Back at the B&B, where an episode of Law & Order: Junkie Dad Unit has broken out, Eric explains to Niamh that the only reason he ever tried heroin was that he was working undercover and needed to gain the mafia’s trust, so he had to shoot up with them. I’m pretty sure that’s the same way Courtney Love got started. He thought he had it under control, but one thing led to another, and the next thing he knew, he was the bass player in the Doors. Imelda found out, when he told her he wanted to walk down the aisle at their wedding to “Smoke on the Water,” and she threw him out to protect the girls, whom she was trying to raise on a wholesome diet of Samantha Fox. He got clean after a couple of years, but by then the damage was done, and Imelda cut him out of the family. Because her horoscope said “You should be a pain in the ass today,” what Niamh takes from this story is that Imelda is a bitch and therefore wanted her children to grow up in a broken home just to be mean.
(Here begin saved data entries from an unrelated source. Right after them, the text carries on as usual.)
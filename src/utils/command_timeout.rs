// Copyright 2025 Lablup Inc. and Jeongkyu Shin
//
// Licensed under the Apache License, Version 2.0 (the "License");
// you may not use this file except in compliance with the License.
// You may obtain a copy of the License at
//
//     http://www.apache.org/licenses/LICENSE-2.0
//
// Unless required by applicable law or agreed to in writing, software
// distributed under the License is distributed on an "AS IS" BASIS,
// WITHOUT WARRANTIES OR CONDITIONS OF ANY KIND, either express or implied.
// See the License for the specific language governing permissions and
// limitations under the License.

use std::io;
use std::process::{Command, Output, Stdio};
use std::sync::mpsc;
use std::thread;
use std::time::Duration;

/// Run a prepared command with a timeout, capturing stdout and stderr.
///
/// Returns Ok(Output) if the command completes within the timeout.
/// On unix the child leads its own process group. On timeout the whole group
/// is killed (so `sh -c` or `sshpass` grandchildren go with it) and an
/// `io::ErrorKind::TimedOut` error is returned; a failure to spawn is
/// returned as-is.
pub fn run_command_with_timeout(mut command: Command, timeout: Duration) -> io::Result<Output> {
    command
        .stdin(Stdio::null())
        .stdout(Stdio::piped())
        .stderr(Stdio::piped());

    #[cfg(unix)]
    {
        use std::os::unix::process::CommandExt;
        command.process_group(0);
    }

    let child = command.spawn()?;
    let pid = child.id();
    let (tx, rx) = mpsc::channel();

    thread::spawn(move || {
        let _ = tx.send(child.wait_with_output());
    });

    match rx.recv_timeout(timeout) {
        Ok(result) => result,
        Err(_) => {
            kill_process_group(pid);
            Err(io::Error::new(
                io::ErrorKind::TimedOut,
                format!("Command timed out after {timeout:?}"),
            ))
        }
    }
}

#[cfg(unix)]
fn kill_process_group(pid: u32) {
    // The child was spawned with process_group(0), so its pgid equals its pid.
    // SAFETY: kill(2) on a group we created; a stale group only yields ESRCH.
    unsafe {
        libc::kill(-(pid as libc::pid_t), libc::SIGKILL);
    }
}

#[cfg(not(unix))]
fn kill_process_group(_pid: u32) {}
Maggie is sitting on a bridge we’ve never seen before, and we wonder if she’s going to jump off it into the river/sea/waterslide below, but then she remembers she’s been added to the opening credits this season, so she has to stick around. Tadhg appears, and they smile at each other. In the background you can see windmills, which I hope have been built on his ancestral land because Frances went behind his back and sold it to Johnny Windmill while Tadhg was out floozing around with Maggie.

Back at the pub, John Joe and Bobbi-Lee are putting the finishing touches on “Operation Destroy Kit,” which we assume involves pushing him out in the street in his underpants and then locking the door. Caitríona isn’t sure it’ll work, and worries that they’ll get in trouble, but Bobbi-Lee thinks it sounds like a great idea because it sounds like something Loretta Lynn would do.


Back at the confluence of the rivers Liffey and Styx, Tadhg apologizes to Maggie for the hard time she’s had over the years, and for the role his dickery has played in it. He reminds her that he’s got a family now, but that there’s no reason they all can’t live peacefully in the same town. He assures her that she’d gradually get to know people and make friends, and in time might even come to hate the same people he hates. She waffles for a while, but eventually seems to promise that she’ll stay instead of returning to America, which is just as well, because a 2000-foot tall wall covered with barbed wire has just been built around the U.S. anyway.